In 1913 the LDS church magazine Improvement Era published a lengthy article written by a missionary who was given a tour of a Preston cotton mill.   Elder Clyde Candland Edmonds reported in great detail the whole process of creating the cotton.  His recollection is a wee bit longer than the normal missionary letter home – but provides a fascinating look behind the scenes.   Initially I was just going to give a few excerpts, but decided to put nearly the whole article in.

NOTE: If you don’t have a great interest in how cotton goods are made most of this post will be of little interest, BUT you must, at least, skim down to the 20th paragraph and read what the cotton workers did when they saw the Mormon Elders coming to their departments.

The rest of this post is entirely In Their Words

Through England’s Cotton Mills

Elders Joel Richards, John H. Tillotson, Alfred C. Swift and myself had the pleasure of visiting the world’s largest longcloth cotton mills, namely, “Horrockses, Crewdson &; Co., Ld., Mills.” This firm has other branches, but it was our privilege to visit the Preston mills.

Horrockses, Crewdson & Co. Mills, Preston

The buildings cover about sixty acres of ground in Preston alone, and some six thousand employees are dependent upon this mill for their daily sustenance. Three hundred thousand spindles and eight thousand looms, not to mention countless other whirring machines, all unite in humming the discordant melody of the cotton mills. From the number of employees mentioned, it can be readily understood what a terrible calamity a coal-strike would be to thousands of English homes, where practically a hand-to-mouth existence is lived, if the mills were obliged to close their doors because of fuel shortage. But to start on our journey.


Steam Engine – the power behind the factory

Our guide took us first to the boiler rooms, where the steam is generated to operate the machinery throughout the mills.

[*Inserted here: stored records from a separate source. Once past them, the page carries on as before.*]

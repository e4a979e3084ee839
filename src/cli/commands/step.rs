use anyhow::{anyhow, Context, Result};
use onboarding_flow::{Action, CloudProvider, SourceKind};
use serde_json::Value;

use super::{print_navigation, CliWizard, WizardContext};
use crate::cli::{Domain, FormKind};

/// One wizard action per invocation
#[derive(Debug, Clone)]
pub enum StepAction {
    Create(String),
    Next(Action),
    Back,
    Source(SourceKind),
    Provider(Domain, CloudProvider),
    Submit(Domain, FormKind, String),
}

pub struct StepCommand {
    context: WizardContext,
    action: StepAction,
}

impl StepCommand {
    pub fn new(context: WizardContext, action: StepAction) -> Self {
        Self { context, action }
    }

    pub fn execute(&self) -> Result<()> {
        let mut wizard = self.context.open()?;
        let mounted_at = wizard.router().history().len();

        self.apply(&mut wizard)?;
        print_navigation(&wizard, mounted_at);
        Ok(())
    }

    fn apply(&self, wizard: &mut CliWizard) -> Result<()> {
        match &self.action {
            StepAction::Create(name) => {
                wizard.set_project(name)?;
            }
            StepAction::Next(action) => {
                wizard.next_step(*action)?;
            }
            StepAction::Back => {
                wizard.previous_step()?;
            }
            StepAction::Source(kind) => {
                wizard.connect_source(*kind)?;
            }
            StepAction::Provider(Domain::Registry, provider) => {
                wizard.select_registry_provider(*provider)?;
                println!("☁️  Registry provider set to {}", provider);
            }
            StepAction::Provider(Domain::Provisioning, provider) => {
                wizard.select_provisioning_provider(*provider)?;
                println!("☁️  Provisioning provider set to {}", provider);
            }
            StepAction::Submit(domain, form, payload) => {
                let payload: Value = serde_json::from_str(payload)
                    .with_context(|| format!("Payload is not valid JSON: {}", payload))?;
                submit(wizard, *domain, *form, payload)?;
            }
        }
        Ok(())
    }
}

fn submit(wizard: &mut CliWizard, domain: Domain, form: FormKind, payload: Value) -> Result<()> {
    match (domain, form) {
        (Domain::Registry, FormKind::Credentials) => wizard.submit_registry_credentials(payload)?,
        (Domain::Registry, FormKind::Settings) => wizard.submit_registry_settings(payload)?,
        (Domain::Provisioning, FormKind::Credentials) => {
            wizard.submit_provisioning_credentials(payload)?
        }
        (Domain::Provisioning, FormKind::Settings) => wizard.submit_provisioning_settings(payload)?,
        (Domain::Provisioning, FormKind::OwnCluster) => wizard.connect_own_cluster(payload)?,
        (Domain::Registry, FormKind::OwnCluster) => {
            return Err(anyhow!("The registry stage has no own-cluster form"));
        }
    };
    Ok(())
}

Each of the many large boilers has a capacity of 120 to 150 pounds, and by means of a system of “economizing” this pressure can be increased to 300 pounds. From the boilers we went to the engines. The first one we saw is spoken of as “old 36,” being installed in the year 1836. Although it has given nearly eighty years of active service, it still represents 500 horse-power toward the operation of thousands of looms and spindles. We are impressed with the immensity of the drive wheel, and the writer remarked to the guide what a large wheel it was. “We call that a little one,” was the smiling reply. That such was the case, was demonstrated as we entered the next room. Revolving with uniform speed and smoothness, a powerful 28-foot wheel, six feet in thickness, moved on in its endless course. This immense 1400 horse-power engine is the result of untiring effort and study on the part of “little” man. It is marvelous to know that this massive driving wheel which would over-top the ordinary English house, and the powerful engines which send it in its course with tireless energy, are the outcome of human knowledge and ingenuity. The operation of countless scutchers, drawing frames, carding machines, spinning mules and frames and looms which rush on in their pulsing, throbbing, buzzing course, is dependent on these great driving wheels. Now let us return to the cotton.

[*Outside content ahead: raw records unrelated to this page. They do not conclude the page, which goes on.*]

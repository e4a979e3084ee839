use clap::{Parser, Subcommand, ValueEnum};
use onboarding_flow::{Action, CloudProvider, SourceKind};
use std::path::PathBuf;

pub mod commands;

#[derive(Parser)]
#[command(name = "onboarding")]
#[command(about = "Resumable project onboarding wizard")]
#[command(long_about = "Walks a project through creation, source connection, container registry \
                       connection and resource provisioning. Progress is saved after every step, \
                       so each invocation picks up where the last one stopped.")]
pub struct Cli {
    /// Project the wizard runs for
    #[arg(long, global = true, default_value = "1", help = "Numeric project id the progress is saved under")]
    pub project: u64,

    /// Directory holding saved progress
    #[arg(long, global = true, help = "Override storage.directory from the configuration")]
    pub state_dir: Option<PathBuf>,

    /// Emit JSON log lines
    #[arg(long, global = true, help = "Write structured JSON logs to stderr")]
    pub json_logs: bool,

    #[command(subcommand)]
    pub command: Commands,
}

#[derive(Subcommand)]
pub enum Commands {
    /// Print every step of the flow with its URL and transitions
    Flow,
    /// Show the current step and what has been collected so far
    Status,
    /// Name the project and leave the first step
    Create {
        /// Project name
        name: String,
    },
    /// Follow an action from the current step
    Next {
        /// Action to follow
        #[arg(help = "continue or skip")]
        action: Action,
    },
    /// Go back to the previous step
    Back,
    /// Connect the project's source
    Source {
        #[arg(help = "github or docker")]
        kind: SourceKind,
    },
    /// Select the cloud provider for the registry or provisioning stage
    Provider {
        #[arg(value_enum)]
        domain: Domain,
        #[arg(help = "aws, gcp or do")]
        provider: CloudProvider,
    },
    /// Submit a form of the registry or provisioning stage
    Submit {
        #[arg(value_enum)]
        domain: Domain,
        #[arg(value_enum)]
        form: FormKind,
        /// Form payload as JSON
        payload: String,
    },
    /// Forget saved progress and restart from the first step
    Reset,
    /// Write a default onboarding.toml to the current directory
    InitConfig {
        /// Overwrite an existing onboarding.toml
        #[arg(long, help = "Overwrite an existing configuration file")]
        force: bool,
    },
}

#[derive(Debug, Clone, Copy, PartialEq, Eq, ValueEnum)]
pub enum Domain {
    Registry,
    Provisioning,
}

#[derive(Debug, Clone, Copy, PartialEq, Eq, ValueEnum)]
pub enum FormKind {
    Credentials,
    Settings,
    OwnCluster,
}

Cotton, Cotton and more Cotton

We were shown into one of the warehouses where hundreds of bales of cotton were stored, each bale weighing from 500 to 750 pounds. At first sight one would imagine that such an immense quantity of cotton would supply the mills for a considerable length of time, and again the writer ventured to remark what an abundance of cotton was kept on hand. Again a smiling reply came, “This store-room isn’t a ‘flea-bite’ compared with others.” Later we discovered that these mills alone consumed 1,000 bales of American and Egyptian cotton weekly, which amounts to over half a million pounds of raw material in five and a half working days.

American Cotton

The raw cotton is a fluffy mass of minute fibres, being, as we all know, the product of the cotton plant. When gathered and packed into bales it is so tightly compressed that it feels like a hard, solid substance. The quality of the cotton varies considerably and is determined by the length of the fibre, its color and its cleanliness. Each little fibre, under microscope examination, is about 1-2000 of an inch in diameter.

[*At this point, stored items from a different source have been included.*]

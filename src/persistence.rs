use chrono::{DateTime, Utc};
use serde::{Deserialize, Serialize};
use serde_json::Value;
use std::collections::BTreeMap;
use thiserror::Error;
use tracing::{debug, info, warn};

use crate::flow::CursorSnapshot;
use crate::storage::{KeyValueStore, StorageError};

/// Current snapshot schema. Version 1 snapshots carried no version field.
pub const SCHEMA_VERSION: u32 = 2;
const LEGACY_SCHEMA_VERSION: u32 = 1;

pub const DEFAULT_KEY_PREFIX: &str = "onboarding-";

/// Errors that can occur during snapshot persistence
#[derive(Debug, Error)]
pub enum PersistenceError {
    #[error("Storage error: {0}")]
    StorageError(#[from] StorageError),

    #[error("Serialization error: {0}")]
    SerializationError(#[from] serde_json::Error),

    /// Stored snapshot exists but cannot be parsed
    #[error("Unreadable snapshot under '{key}': {reason}")]
    ReadError { key: String, reason: String },
}

fn legacy_version() -> u32 {
    LEGACY_SCHEMA_VERSION
}

/// Combined cursor position and domain states, as written to storage
#[derive(Debug, Clone, PartialEq, Serialize, Deserialize)]
#[serde(rename_all = "camelCase")]
pub struct PersistedSnapshot {
    #[serde(default = "legacy_version")]
    pub version: u32,
    #[serde(default)]
    pub finished_onboarding: bool,
    #[serde(default, skip_serializing_if = "Option::is_none")]
    pub saved_at: Option<DateTime<Utc>>,
    #[serde(default)]
    pub state_handler: Value,
    pub step_handler: CursorSnapshot,
    #[serde(default)]
    pub substates: BTreeMap<String, Value>,
}

impl PersistedSnapshot {
    pub fn new(
        step_handler: CursorSnapshot,
        state_handler: Value,
        substates: BTreeMap<String, Value>,
    ) -> Self {
        Self {
            version: SCHEMA_VERSION,
            finished_onboarding: false,
            saved_at: Some(Utc::now()),
            state_handler,
            step_handler,
            substates,
        }
    }

    /// Sentinel written once the flow reaches its final step
    pub fn finished(step_handler: CursorSnapshot) -> Self {
        Self {
            finished_onboarding: true,
            ..Self::new(step_handler, Value::Object(Default::default()), BTreeMap::new())
        }
    }

    pub fn is_legacy(&self) -> bool {
        self.version < SCHEMA_VERSION
    }
}

/// Saves and restores wizard snapshots under a project-scoped key
#[derive(Debug, Clone)]
pub struct PersistenceAdapter<S> {
    store: S,
    key_prefix: String,
}

impl<S: KeyValueStore> PersistenceAdapter<S> {
    pub fn new(store: S) -> Self {
        Self::with_key_prefix(store, DEFAULT_KEY_PREFIX)
    }

    pub fn with_key_prefix(store: S, key_prefix: impl Into<String>) -> Self {
        Self {
            store,
            key_prefix: key_prefix.into(),
        }
    }

    pub fn store(&self) -> &S {
        &self.store
    }

    pub fn storage_key(&self, project_id: u64) -> String {
        format!("{}{}", self.key_prefix, project_id)
    }

    /// Overwrite the project's snapshot
    pub fn save(&self, project_id: u64, snapshot: &PersistedSnapshot) -> Result<(), PersistenceError> {
        let key = self.storage_key(project_id);
        let serialized = serde_json::to_string(snapshot)?;
        self.store.set(&key, &serialized)?;

        debug!(
            key = %key,
            step = %snapshot.step_handler.current_step_name,
            finished = snapshot.finished_onboarding,
            "Snapshot saved"
        );
        Ok(())
    }

    pub fn mark_finished(&self, project_id: u64, step_handler: CursorSnapshot) -> Result<(), PersistenceError> {
        self.save(project_id, &PersistedSnapshot::finished(step_handler))?;
        info!(project_id = project_id, "Onboarding marked finished");
        Ok(())
    }

    /// Load the project's snapshot, surfacing storage and parse failures.
    /// A finished flow yields `Ok(None)`.
    pub fn try_restore(&self, project_id: u64) -> Result<Option<PersistedSnapshot>, PersistenceError> {
        let key = self.storage_key(project_id);
        let Some(raw) = self.store.get(&key)? else {
            debug!(key = %key, "No stored snapshot");
            return Ok(None);
        };

        let snapshot: PersistedSnapshot =
            serde_json::from_str(&raw).map_err(|e| PersistenceError::ReadError {
                key: key.clone(),
                reason: e.to_string(),
            })?;

        if snapshot.finished_onboarding {
            info!(key = %key, "Stored snapshot belongs to a finished flow, not resuming");
            return Ok(None);
        }

        if snapshot.version > SCHEMA_VERSION {
            warn!(
                key = %key,
                found = snapshot.version,
                expected = SCHEMA_VERSION,
                "Snapshot written by a newer schema, restoring known fields only"
            );
        } else if snapshot.is_legacy() {
            debug!(key = %key, found = snapshot.version, "Restoring legacy snapshot");
        }

        Ok(Some(snapshot))
    }

    /// Load the project's snapshot. Every failure degrades to "no prior state".
    pub fn restore(&self, project_id: u64) -> Option<PersistedSnapshot> {
        match self.try_restore(project_id) {
            Ok(snapshot) => snapshot,
            Err(e) => {
                warn!(project_id = project_id, "Discarding stored onboarding state: {}", e);
                None
            }
        }
    }
}

#[cfg(test)]
mod tests {
    use super::*;
    use crate::storage::MemoryStore;
    use serde_json::json;

    fn snapshot(step: &str) -> PersistedSnapshot {
        let mut substates = BTreeMap::new();
        substates.insert(
            "connected_registry".to_string(),
            json!({"selectedProvider": "aws", "currentSubStep": "credentials", "config": {}}),
        );
        PersistedSnapshot::new(
            CursorSnapshot {
                current_step_name: step.to_string(),
            },
            json!({"projectId": 3}),
            substates,
        )
    }

    #[test]
    fn test_save_then_restore() {
        let adapter = PersistenceAdapter::new(MemoryStore::new());
        let saved = snapshot("connect_registry.credentials");

        adapter.save(3, &saved).unwrap();
        assert_eq!(adapter.restore(3), Some(saved));
        assert_eq!(adapter.restore(4), None);
    }

    #[test]
    fn test_storage_key_is_project_scoped() {
        let adapter = PersistenceAdapter::new(MemoryStore::new());
        assert_eq!(adapter.storage_key(42), "onboarding-42");

        let custom = PersistenceAdapter::with_key_prefix(MemoryStore::new(), "wizard:");
        assert_eq!(custom.storage_key(42), "wizard:42");
    }

    #[test]
    fn test_persisted_json_shape() {
        let store = MemoryStore::new();
        let adapter = PersistenceAdapter::new(store.clone());
        adapter.save(3, &snapshot("connect_source")).unwrap();

        let raw: Value = serde_json::from_str(&store.get("onboarding-3").unwrap().unwrap()).unwrap();
        assert_eq!(raw["version"], json!(SCHEMA_VERSION));
        assert_eq!(raw["finishedOnboarding"], json!(false));
        assert_eq!(raw["stepHandler"]["currentStepName"], json!("connect_source"));
        assert_eq!(raw["stateHandler"]["projectId"], json!(3));
        assert!(raw["substates"]["connected_registry"].is_object());
    }

    #[test]
    fn test_finished_snapshot_is_not_restored() {
        let store = MemoryStore::new();
        let adapter = PersistenceAdapter::new(store.clone());
        adapter.save(3, &snapshot("provision_resources")).unwrap();

        adapter
            .mark_finished(
                3,
                CursorSnapshot {
                    current_step_name: "clean_up".to_string(),
                },
            )
            .unwrap();

        assert_eq!(adapter.restore(3), None);
        assert!(store.get("onboarding-3").unwrap().is_some());
    }

    #[test]
    fn test_malformed_snapshot_degrades_to_none() {
        let store = MemoryStore::new();
        let adapter = PersistenceAdapter::new(store.clone());

        for raw in ["{not json", "[]", r#"{"stateHandler": {}}"#, ""] {
            store.set("onboarding-5", raw).unwrap();
            assert!(matches!(
                adapter.try_restore(5),
                Err(PersistenceError::ReadError { .. })
            ));
            assert_eq!(adapter.restore(5), None);
        }
    }

    #[test]
    fn test_legacy_snapshot_without_version() {
        let store = MemoryStore::new();
        let adapter = PersistenceAdapter::new(store.clone());
        store
            .set(
                "onboarding-9",
                r#"{"stateHandler":{},"stepHandler":{"currentStepName":"connect_source"},"substates":{}}"#,
            )
            .unwrap();

        let restored = adapter.restore(9).unwrap();
        assert_eq!(restored.version, 1);
        assert!(restored.is_legacy());
        assert!(!restored.finished_onboarding);
        assert_eq!(restored.step_handler.current_step_name, "connect_source");
    }

    #[test]
    fn test_newer_schema_still_restores() {
        let store = MemoryStore::new();
        let adapter = PersistenceAdapter::new(store.clone());
        store
            .set(
                "onboarding-9",
                r#"{"version":7,"stepHandler":{"currentStepName":"connect_source"},"extra":true}"#,
            )
            .unwrap();

        let restored = adapter.restore(9).unwrap();
        assert_eq!(restored.version, 7);
        assert!(restored.substates.is_empty());
    }
}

The large, compact bales are opened, the cotton is thrown into machines called “mixers.” These machines mangle the cotton and loosen it up, so that it is soon in its soft fluffy condition again. From the mixing machine it is run on to a wide traveling lattice and carried to its next process, where it is subjected to heavy blows by iron and steel blades, revolving as the sails of a wind mill, only at a speed of 800 revolutions per minute. Thus the cotton is cleansed from seeds, dust or other impurities, while it is rendered as light and fluffy as flakes of snow. It issues from the rollers of this machine in broad white sheets and is then run into another purifying machine called the “Scutcher.” Here the fluffy sheets of cotton wool are brought against large perforated rollers, where a strong draught carries all remaining dust, seeds, etc., out of the cotton. Once more the cotton is flung like flakes of snow against whirling edged bars called “beaters,” which deliver about 1200 blows per minute. Then the cotton fleece issues slowly between two big rollers and is wound into a large roll called “lap.”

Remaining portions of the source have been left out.